A solicitação da PF ocorre poucos dias após outra decisão relacionada ao caso. Na última sexta-feira, 31 de julho, o ministro André Mendonça autorizou a instauração de um segundo inquérito para aprofundar investigações sobre um suposto esquema de tráfico de influência junto ao governo federal.
Entre os investigados está o empresário Fábio Luís Lula da Silva.
O terceiro pedido encaminhado pela Polícia Federal concentra-se em um suposto trabalho de lobby envolvendo a empresa 3Structure, especializada em segurança de dados.
Conforme informações obtidas pela Jovem Pan, um dos contratos analisados prevê o pagamento de mais de R$ 31 milhões para a prestação de serviços de "ambiente analítico de dados" ao Ministério do Desenvolvimento e Assistência Social, Família e Combate à Fome.
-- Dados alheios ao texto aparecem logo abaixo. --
//! Ethernet frame primitives.
//!
//! MAC address helpers, the Ethernet II header used for TUN-mode header
//! synthesis, 802.1Q tag stripping, minimum-size padding and the owned frame
//! copy queued between the host stack and user-mode.

use bytes::Bytes;
use rand::RngCore;

use crate::constants::{
    ETHERNET_HEADER_SIZE, ETHERNET_MIN_FRAME, ETHERTYPE_VLAN, MAC_ADDRESS_SIZE,
};
use crate::error::{TapError, TapResult};

pub type MacAddr = [u8; MAC_ADDRESS_SIZE];

pub const BROADCAST_MAC: MacAddr = [0xFF; 6];

/// Parse a MAC address string (e.g., "00:11:22:33:44:55") into a byte array.
pub fn parse_mac(mac_str: &str) -> TapResult<MacAddr> {
    let parts: Vec<&str> = mac_str.split(':').collect();
    if parts.len() != MAC_ADDRESS_SIZE {
        return Err(TapError::InvalidParameter(format!(
            "invalid MAC address format: {mac_str}"
        )));
    }

    let mut mac = [0u8; MAC_ADDRESS_SIZE];
    for (i, part) in parts.iter().enumerate() {
        mac[i] = u8::from_str_radix(part, 16).map_err(|_| {
            TapError::InvalidParameter(format!("invalid MAC address byte: {part}"))
        })?;
    }

    Ok(mac)
}

pub fn format_mac(mac: &MacAddr) -> String {
    format!(
        "{:02x}:{:02x}:{:02x}:{:02x}:{:02x}:{:02x}",
        mac[0], mac[1], mac[2], mac[3], mac[4], mac[5]
    )
}

/// Generate a random locally-administered unicast MAC. Used when the
/// configuration store carries no (valid) address.
pub fn random_mac() -> MacAddr {
    let mut mac = [0u8; MAC_ADDRESS_SIZE];
    rand::thread_rng().fill_bytes(&mut mac);
    mac[0] |= 0x02; // locally administered
    mac[0] &= !0x01; // unicast
    mac
}

pub fn is_broadcast(mac: &MacAddr) -> bool {
    *mac == BROADCAST_MAC
}

pub fn is_multicast(mac: &MacAddr) -> bool {
    !is_broadcast(mac) && (mac[0] & 0x01) != 0
}

/// Frame class derived from the destination MAC.
#[derive(Debug, Clone, Copy, PartialEq, Eq)]
pub enum FrameClass {
    Directed,
    Broadcast,
    Multicast,
}

impl FrameClass {
    pub fn of(dst: &MacAddr) -> Self {
        if is_broadcast(dst) {
            FrameClass::Broadcast
        } else if is_multicast(dst) {
            FrameClass::Multicast
        } else {
            FrameClass::Directed
        }
    }
}

/// Ethernet II header. Precomputed instances of this serve as the synthesized
/// headers in TUN mode.
#[derive(Debug, Clone, Copy, PartialEq, Eq)]
pub struct EthHeader {
    pub dst: MacAddr,
    pub src: MacAddr,
    pub ethertype: u16,
}

impl EthHeader {
    pub fn new(dst: MacAddr, src: MacAddr, ethertype: u16) -> Self {
        Self { dst, src, ethertype }
    }

    pub fn to_bytes(&self) -> [u8; ETHERNET_HEADER_SIZE] {
        let mut out = [0u8; ETHERNET_HEADER_SIZE];
        out[0..6].copy_from_slice(&self.dst);
        out[6..12].copy_from_slice(&self.src);
        out[12..14].copy_from_slice(&self.ethertype.to_be_bytes());
        out
    }

    pub fn from_bytes(data: &[u8]) -> TapResult<Self> {
        if data.len() < ETHERNET_HEADER_SIZE {
            return Err(TapError::FrameTooShort {
                len: data.len(),
                min: ETHERNET_HEADER_SIZE,
            });
        }
        let mut dst = [0u8; 6];
        let mut src = [0u8; 6];
        dst.copy_from_slice(&data[0..6]);
        src.copy_from_slice(&data[6..12]);
        Ok(Self {
            dst,
            src,
            ethertype: u16::from_be_bytes([data[12], data[13]]),
        })
    }
}

/// Priority and VLAN id recovered from a stripped 802.1Q tag, delivered out
/// of band alongside the untagged frame.
#[derive(Debug, Clone, Copy, PartialEq, Eq)]
pub struct VlanTag {
    pub priority: u8,
    pub vlan_id: u16,
}

/// Strip one 802.1Q tag if present.
///
/// Returns the untagged frame (4 bytes shorter, inner EtherType exposed) and
/// the tag contents, or `None` when the frame carries no tag. Calling this on
/// an already-stripped frame is a no-op by construction: the inner EtherType
/// is not 0x8100.
pub fn strip_vlan_tag(frame: &[u8]) -> Option<(Vec<u8>, VlanTag)> {
    if frame.len() < ETHERNET_HEADER_SIZE + 4 {
        return None;
    }
    let ethertype = u16::from_be_bytes([frame[12], frame[13]]);
    if ethertype != ETHERTYPE_VLAN {
        return None;
    }

    let tci = u16::from_be_bytes([frame[14], frame[15]]);
    let tag = VlanTag {
        priority: (tci >> 13) as u8,
        vlan_id: tci & 0x0FFF,
    };

    // Shift the payload start forward 4 bytes: MACs stay, the inner
    // EtherType takes the tag's place.
    let mut out = Vec::with_capacity(frame.len() - 4);
    out.extend_from_slice(&frame[0..12]);
    out.extend_from_slice(&frame[16..]);
    Some((out, tag))
}

/// Zero-pad a frame up to the Ethernet minimum so the host stack never
/// observes undersized frames.
pub fn pad_to_minimum(mut frame: Vec<u8>) -> Vec<u8> {
    if frame.len() < ETHERNET_MIN_FRAME {
        frame.resize(ETHERNET_MIN_FRAME, 0);
    }
    frame
}

/// One logical frame from the host stack's send path, possibly scattered
/// across non-contiguous segments. Ownership of the segments ends when the
/// send call returns, so the engine always flattens into an owned copy.
#[derive(Debug, Clone, Default)]
pub struct ScatterFrame {
    segments: Vec<Bytes>,
}

impl ScatterFrame {
    pub fn new(segments: Vec<Bytes>) -> Self {
        Self { segments }
    }

    pub fn from_slice(data: &[u8]) -> Self {
        Self {
            segments: vec![Bytes::copy_from_slice(data)],
        }
    }

    pub fn len(&self) -> usize {
        self.segments.iter().map(|s| s.len()).sum()
    }

    pub fn is_empty(&self) -> bool {
        self.len() == 0
    }

    /// Flat contiguous copy of all segments.
    pub fn flatten(&self) -> Vec<u8> {
        let mut out = Vec::with_capacity(self.len());
        for seg in &self.segments {
            out.extend_from_slice(seg);
        }
        out
    }

    /// Destination MAC, if the first 6 bytes are present.
    pub fn dst_mac(&self) -> Option<MacAddr> {
        let mut dst = [0u8; 6];
        let mut filled = 0;
        for seg in &self.segments {
            for &b in seg.iter() {
                dst[filled] = b;
                filled += 1;
                if filled == 6 {
                    return Some(dst);
                }
            }
        }
        None
    }
}

/// An owned, contiguous copy of one frame awaiting a user-mode read. Lives
/// independently of the host-stack buffers it was copied from.
#[derive(Debug, Clone)]
pub struct QueuedFrame {
    pub data: Vec<u8>,
    pub class: FrameClass,
}

impl QueuedFrame {
    pub fn new(data: Vec<u8>, class: FrameClass) -> Self {
        Self { data, class }
    }

    pub fn len(&self) -> usize {
        self.data.len()
    }

    pub fn is_empty(&self) -> bool {
        self.data.is_empty()
    }
}

#[cfg(test)]
mod tests {
    use super::*;

    #[test]
    fn test_parse_and_format_mac() {
        let mac = parse_mac("5e:00:53:ff:00:01").unwrap();
        assert_eq!(mac, [0x5E, 0x00, 0x53, 0xFF, 0x00, 0x01]);
        assert_eq!(format_mac(&mac), "5e:00:53:ff:00:01");
    }

    #[test]
    fn test_parse_mac_rejects_garbage() {
        assert!(parse_mac("not-a-mac").is_err());
        assert!(parse_mac("00:11:22:33:44").is_err());
        assert!(parse_mac("00:11:22:33:44:zz").is_err());
    }

    #[test]
    fn test_random_mac_is_local_unicast() {
        let mac = random_mac();
        assert_eq!(mac[0] & 0x02, 0x02);
        assert_eq!(mac[0] & 0x01, 0x00);
    }

    #[test]
    fn test_frame_class() {
        assert_eq!(FrameClass::of(&BROADCAST_MAC), FrameClass::Broadcast);
        assert_eq!(
            FrameClass::of(&[0x01, 0x00, 0x5E, 0x00, 0x00, 0x01]),
            FrameClass::Multicast
        );
        assert_eq!(
            FrameClass::of(&[0x5E, 0x00, 0x53, 0x00, 0x00, 0x01]),
            FrameClass::Directed
        );
    }

    #[test]
    fn test_eth_header_round_trip() {
        let hdr = EthHeader::new([1; 6], [2; 6], 0x0800);
        let bytes = hdr.to_bytes();
        assert_eq!(EthHeader::from_bytes(&bytes).unwrap(), hdr);
    }

    #[test]
    fn test_strip_vlan_tag() {
        // dst, src, 0x8100, tci (prio 5, vid 0x123), inner proto 0x0800, payload
        let mut frame = Vec::new();
        frame.extend_from_slice(&[0xAA; 6]);
        frame.extend_from_slice(&[0xBB; 6]);
        frame.extend_from_slice(&0x8100u16.to_be_bytes());
        let tci: u16 = (5 << 13) | 0x123;
        frame.extend_from_slice(&tci.to_be_bytes());
        frame.extend_from_slice(&0x0800u16.to_be_bytes());
        frame.extend_from_slice(&[0u8; 20]);

        let (stripped, tag) = strip_vlan_tag(&frame).unwrap();
        assert_eq!(stripped.len(), frame.len() - 4);
        assert_eq!(tag.priority, 5);
        assert_eq!(tag.vlan_id, 0x123);
        assert_eq!(u16::from_be_bytes([stripped[12], stripped[13]]), 0x0800);

        // No double strip.
        assert!(strip_vlan_tag(&stripped).is_none());
    }

    #[test]
    fn test_pad_to_minimum() {
        let padded = pad_to_minimum(vec![1u8; 34]);
        assert_eq!(padded.len(), ETHERNET_MIN_FRAME);
        assert_eq!(&padded[0..34], &[1u8; 34][..]);
        assert!(padded[34..].iter().all(|&b| b == 0));

        let untouched = pad_to_minimum(vec![1u8; 80]);
        assert_eq!(untouched.len(), 80);
    }

    #[test]
    fn test_scatter_frame_flatten() {
        let frame = ScatterFrame::new(vec![
            Bytes::from_static(&[0xAA, 0xBB, 0xCC]),
            Bytes::from_static(&[0xDD, 0xEE, 0xFF, 0x01]),
        ]);
        assert_eq!(frame.len(), 7);
        assert_eq!(frame.flatten(), vec![0xAA, 0xBB, 0xCC, 0xDD, 0xEE, 0xFF, 0x01]);
    }

    #[test]
    fn test_scatter_frame_dst_mac_across_segments() {
        let frame = ScatterFrame::new(vec![
            Bytes::from_static(&[0x01, 0x02]),
            Bytes::from_static(&[0x03, 0x04, 0x05, 0x06, 0x99]),
        ]);
        assert_eq!(frame.dst_mac(), Some([1, 2, 3, 4, 5, 6]));
        assert_eq!(ScatterFrame::from_slice(&[0u8; 4]).dst_mac(), None);
    }
}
O acordo foi firmado em dezembro de 2023 entre a pasta e a empresa. De acordo com os termos do contrato, a 3Structure receberia repasses mensais de R$ 783,3 mil durante um período de três anos, além de uma parcela única de R$ 2,9 milhões.
A definição de Flávio Dino como relator ocorre porque o ministro passou a integrar o Supremo Tribunal Federal (STF) em 22 de fevereiro de 2024, após ser indicado pelo presidente Lula para ocupar a vaga aberta com a aposentadoria da ministra Rosa Weber.
Com a distribuição do novo procedimento, caberá ao relator analisar os pedidos apresentados pela Polícia Federal durante a fase inicial da investigação.
O inquérito busca esclarecer se houve eventual utilização de influência política para beneficiar contratos firmados pela empresa junto ao governo federal. Até o momento, o caso permanece em fase de investigação, sem conclusão sobre a existência de irregularidades.